Bones looked mightily gratified, and didn’t hesitate to jab Jim with a finger. At least it wasn’t a hypo.

“That is always desirable, Admiral,” Spock replied coolly.

“Scuttlebutt is,” Barnett suggested, “that you’re looking for a new ex-oh, Captain. I was putting together a few suggestions for you…?”

That was a sodding lie, and Jim could read it easily in Barnett’s face. The guy was just stirring a hornet’s nest for a thrill, because he apparently had yet to discover Eyeseen porn. The trouble was that Jim, Uhura, Bones and even Sulu could see the lie – but the rest of the Bridge, most notably Spock himself, could not.

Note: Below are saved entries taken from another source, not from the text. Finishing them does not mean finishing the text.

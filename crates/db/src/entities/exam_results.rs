//! `SeaORM` Entity for exam_results table.

use sea_orm::entity::prelude::*;
use serde::{Deserialize, Serialize};

#[derive(Clone, Debug, PartialEq, DeriveEntityModel, Eq, Serialize, Deserialize)]
#[sea_orm(table_name = "exam_results")]
pub struct Model {
    #[sea_orm(primary_key, auto_increment = false)]
    pub id: Uuid,
    pub exam_id: Uuid,
    pub student_id: Uuid,
    #[sea_orm(column_type = "Decimal(Some((5, 2)))")]
    pub score: Decimal,
    pub grade: String,
    pub remark: Option<String>,
    pub graded_by: Option<Uuid>,
    pub created_at: DateTimeWithTimeZone,
    pub updated_at: DateTimeWithTimeZone,
}

#[derive(Copy, Clone, Debug, EnumIter, DeriveRelation)]
pub enum Relation {
    #[sea_orm(
        belongs_to = "super::exams::Entity",
        from = "Column::ExamId",
        to = "super::exams::Column::Id",
        on_delete = "Cascade"
    )]
    Exams,
    #[sea_orm(
        belongs_to = "super::students::Entity",
        from = "Column::StudentId",
        to = "super::students::Column::Id",
        on_delete = "Cascade"
    )]
    Students,
}

impl Related<super::exams::Entity> for Entity {
    fn to() -> RelationDef {
        Relation::Exams.def()
    }
}

impl ActiveModelBehavior for ActiveModel {}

Jim theatrically scratched the edge of his jaw. “Whoever you got that from must not remember Spock that well, because they seem to have forgotten one of his defining qualities: he’s awesome.”

Uhura spun in her chair to face the console. Her shoulders were shaking, and it looked like she had her hand pressed to her mouth.

Bones’ face scrunched up as though he was fighting a headache.

“So I read in your latest assessment report, Captain,” Barnett replied dryly, and that wasn’t exactly true, because Jim knew how to use Starfleet rhetoric, but sure enough ‘he’s awesome’ was the gist of that report.

“That report,” Pike suggested, “is glowing enough to net Mr Spock a promotion and his own ship.”

Jim raised his eyebrows at the banter. Pike wasn’t the type to mince words unless it got him something he wanted. In this instance, Jim couldn’t think of anything else Pike could have been curious about but Jim’s newest marriage license. Admittedly, that particular document was worth some gossip.

“You couldn’t pry him away from me with a crowbar, sir. He’s mine, and I’ve got the papers to prove it.”

Barnett bit the inside of his cheek to stop himself from laughing.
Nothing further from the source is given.